WHAT IS NEEDED: A single number is the whole answer: how many lines in this listing contain "RefCell".

DATA SECTION:

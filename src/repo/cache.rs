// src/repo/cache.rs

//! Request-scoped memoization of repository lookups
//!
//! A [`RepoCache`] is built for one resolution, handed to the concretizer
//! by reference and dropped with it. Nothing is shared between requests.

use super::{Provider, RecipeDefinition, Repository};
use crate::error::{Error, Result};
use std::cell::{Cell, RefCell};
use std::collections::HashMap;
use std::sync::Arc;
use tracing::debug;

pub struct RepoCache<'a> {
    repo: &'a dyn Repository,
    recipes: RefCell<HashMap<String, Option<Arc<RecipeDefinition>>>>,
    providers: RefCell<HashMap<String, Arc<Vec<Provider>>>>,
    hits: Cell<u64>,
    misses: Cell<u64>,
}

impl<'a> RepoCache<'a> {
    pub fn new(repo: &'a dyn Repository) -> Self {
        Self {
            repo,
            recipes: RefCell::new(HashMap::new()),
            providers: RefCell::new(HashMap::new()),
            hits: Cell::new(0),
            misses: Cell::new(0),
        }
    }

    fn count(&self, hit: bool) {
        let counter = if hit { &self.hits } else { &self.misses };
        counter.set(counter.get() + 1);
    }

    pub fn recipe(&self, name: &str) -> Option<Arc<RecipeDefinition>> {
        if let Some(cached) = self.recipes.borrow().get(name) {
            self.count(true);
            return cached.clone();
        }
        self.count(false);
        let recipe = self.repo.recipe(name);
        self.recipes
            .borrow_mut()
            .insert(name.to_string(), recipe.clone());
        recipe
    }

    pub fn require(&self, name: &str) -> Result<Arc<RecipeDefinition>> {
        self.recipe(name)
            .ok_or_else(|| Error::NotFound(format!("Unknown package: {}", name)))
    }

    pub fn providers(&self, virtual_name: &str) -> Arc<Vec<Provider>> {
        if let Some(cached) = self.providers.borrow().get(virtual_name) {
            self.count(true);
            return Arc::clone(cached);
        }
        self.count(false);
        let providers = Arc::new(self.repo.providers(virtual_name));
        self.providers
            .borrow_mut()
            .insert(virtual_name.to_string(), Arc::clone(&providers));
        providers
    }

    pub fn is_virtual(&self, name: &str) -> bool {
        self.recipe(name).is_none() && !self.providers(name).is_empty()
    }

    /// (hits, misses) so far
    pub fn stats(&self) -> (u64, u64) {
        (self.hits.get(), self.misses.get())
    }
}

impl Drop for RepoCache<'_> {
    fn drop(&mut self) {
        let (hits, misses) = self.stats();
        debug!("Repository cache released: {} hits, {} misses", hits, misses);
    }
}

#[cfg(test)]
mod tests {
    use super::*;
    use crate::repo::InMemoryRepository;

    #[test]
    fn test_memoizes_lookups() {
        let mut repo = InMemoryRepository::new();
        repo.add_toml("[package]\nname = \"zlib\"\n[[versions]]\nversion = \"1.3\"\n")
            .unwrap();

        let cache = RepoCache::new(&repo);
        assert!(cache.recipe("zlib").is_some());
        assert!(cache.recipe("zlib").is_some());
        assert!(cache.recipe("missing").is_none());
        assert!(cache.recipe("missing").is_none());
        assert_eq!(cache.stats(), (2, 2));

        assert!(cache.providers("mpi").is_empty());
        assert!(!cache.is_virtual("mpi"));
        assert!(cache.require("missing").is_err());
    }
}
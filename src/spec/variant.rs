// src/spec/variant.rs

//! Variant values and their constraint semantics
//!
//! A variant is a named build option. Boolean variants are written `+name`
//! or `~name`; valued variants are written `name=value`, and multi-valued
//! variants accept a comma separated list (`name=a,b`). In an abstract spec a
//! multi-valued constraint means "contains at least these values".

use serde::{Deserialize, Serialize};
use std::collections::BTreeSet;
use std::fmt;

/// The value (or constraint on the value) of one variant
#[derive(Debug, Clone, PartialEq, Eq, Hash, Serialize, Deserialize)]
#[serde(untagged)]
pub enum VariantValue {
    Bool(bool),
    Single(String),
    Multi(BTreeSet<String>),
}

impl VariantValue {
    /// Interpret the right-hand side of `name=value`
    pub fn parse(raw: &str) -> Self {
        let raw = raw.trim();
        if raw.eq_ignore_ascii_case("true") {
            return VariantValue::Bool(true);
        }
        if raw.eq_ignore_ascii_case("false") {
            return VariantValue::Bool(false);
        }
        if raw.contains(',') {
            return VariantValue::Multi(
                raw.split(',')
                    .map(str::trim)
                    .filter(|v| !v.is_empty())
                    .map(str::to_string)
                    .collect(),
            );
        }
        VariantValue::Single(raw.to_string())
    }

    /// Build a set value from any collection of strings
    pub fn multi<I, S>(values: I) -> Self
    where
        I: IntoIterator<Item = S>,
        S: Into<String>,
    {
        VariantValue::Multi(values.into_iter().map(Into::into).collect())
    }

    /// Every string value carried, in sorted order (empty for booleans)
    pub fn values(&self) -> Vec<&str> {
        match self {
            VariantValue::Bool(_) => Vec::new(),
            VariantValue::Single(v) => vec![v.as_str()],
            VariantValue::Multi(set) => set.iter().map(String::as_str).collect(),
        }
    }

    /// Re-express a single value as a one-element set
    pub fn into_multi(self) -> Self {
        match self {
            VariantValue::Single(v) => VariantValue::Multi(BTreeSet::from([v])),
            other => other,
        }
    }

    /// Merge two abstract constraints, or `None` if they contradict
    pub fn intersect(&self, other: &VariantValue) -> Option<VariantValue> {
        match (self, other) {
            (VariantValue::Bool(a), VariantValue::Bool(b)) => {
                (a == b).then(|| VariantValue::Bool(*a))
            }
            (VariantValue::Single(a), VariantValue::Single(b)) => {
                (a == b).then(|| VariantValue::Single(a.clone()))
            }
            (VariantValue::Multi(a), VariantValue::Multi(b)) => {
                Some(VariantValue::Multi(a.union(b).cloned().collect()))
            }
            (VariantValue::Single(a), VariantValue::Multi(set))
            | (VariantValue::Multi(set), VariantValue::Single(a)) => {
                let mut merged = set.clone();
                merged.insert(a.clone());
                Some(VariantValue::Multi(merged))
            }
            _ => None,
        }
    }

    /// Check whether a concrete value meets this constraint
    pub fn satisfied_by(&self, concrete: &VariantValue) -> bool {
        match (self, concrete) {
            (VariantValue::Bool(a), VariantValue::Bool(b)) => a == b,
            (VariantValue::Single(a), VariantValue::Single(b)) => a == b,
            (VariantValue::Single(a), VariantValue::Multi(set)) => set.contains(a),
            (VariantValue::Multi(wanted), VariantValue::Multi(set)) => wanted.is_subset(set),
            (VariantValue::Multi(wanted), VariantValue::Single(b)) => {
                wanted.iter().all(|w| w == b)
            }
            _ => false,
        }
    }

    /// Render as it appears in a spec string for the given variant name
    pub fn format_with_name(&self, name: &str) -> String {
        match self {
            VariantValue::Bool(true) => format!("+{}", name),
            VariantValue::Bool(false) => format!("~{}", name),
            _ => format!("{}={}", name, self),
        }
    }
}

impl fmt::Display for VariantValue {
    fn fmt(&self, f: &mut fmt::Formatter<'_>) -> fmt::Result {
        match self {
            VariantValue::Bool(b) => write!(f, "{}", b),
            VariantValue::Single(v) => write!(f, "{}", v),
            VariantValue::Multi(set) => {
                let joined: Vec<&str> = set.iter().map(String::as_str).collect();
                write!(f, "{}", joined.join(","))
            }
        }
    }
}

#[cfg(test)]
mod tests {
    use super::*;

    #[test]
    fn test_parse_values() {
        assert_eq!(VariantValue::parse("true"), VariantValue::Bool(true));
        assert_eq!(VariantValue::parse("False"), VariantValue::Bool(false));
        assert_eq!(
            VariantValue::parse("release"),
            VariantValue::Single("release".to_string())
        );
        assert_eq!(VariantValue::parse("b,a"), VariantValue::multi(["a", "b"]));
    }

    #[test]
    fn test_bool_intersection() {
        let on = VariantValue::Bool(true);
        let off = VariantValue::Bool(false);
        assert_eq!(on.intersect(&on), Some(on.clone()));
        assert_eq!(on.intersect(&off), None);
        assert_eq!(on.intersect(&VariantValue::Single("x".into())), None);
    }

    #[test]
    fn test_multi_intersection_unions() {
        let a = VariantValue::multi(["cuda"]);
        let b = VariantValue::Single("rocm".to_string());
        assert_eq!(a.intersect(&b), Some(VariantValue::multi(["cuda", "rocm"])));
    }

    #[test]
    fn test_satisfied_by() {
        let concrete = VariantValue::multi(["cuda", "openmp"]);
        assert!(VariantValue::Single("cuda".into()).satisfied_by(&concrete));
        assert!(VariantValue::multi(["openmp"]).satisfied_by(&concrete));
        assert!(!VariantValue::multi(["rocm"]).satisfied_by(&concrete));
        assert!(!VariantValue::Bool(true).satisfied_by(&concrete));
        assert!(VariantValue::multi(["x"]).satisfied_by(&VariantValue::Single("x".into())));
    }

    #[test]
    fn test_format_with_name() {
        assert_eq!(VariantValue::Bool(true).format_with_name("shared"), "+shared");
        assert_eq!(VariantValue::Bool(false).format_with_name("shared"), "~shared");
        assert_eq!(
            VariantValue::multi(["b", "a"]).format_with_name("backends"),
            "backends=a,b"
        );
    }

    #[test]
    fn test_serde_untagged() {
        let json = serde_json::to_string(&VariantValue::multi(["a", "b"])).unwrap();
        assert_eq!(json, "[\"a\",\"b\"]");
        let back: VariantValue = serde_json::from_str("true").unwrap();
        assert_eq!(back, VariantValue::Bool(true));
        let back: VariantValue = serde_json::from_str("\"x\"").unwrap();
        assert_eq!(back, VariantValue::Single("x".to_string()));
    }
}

OUTPUT OF THE EXERCISE: 5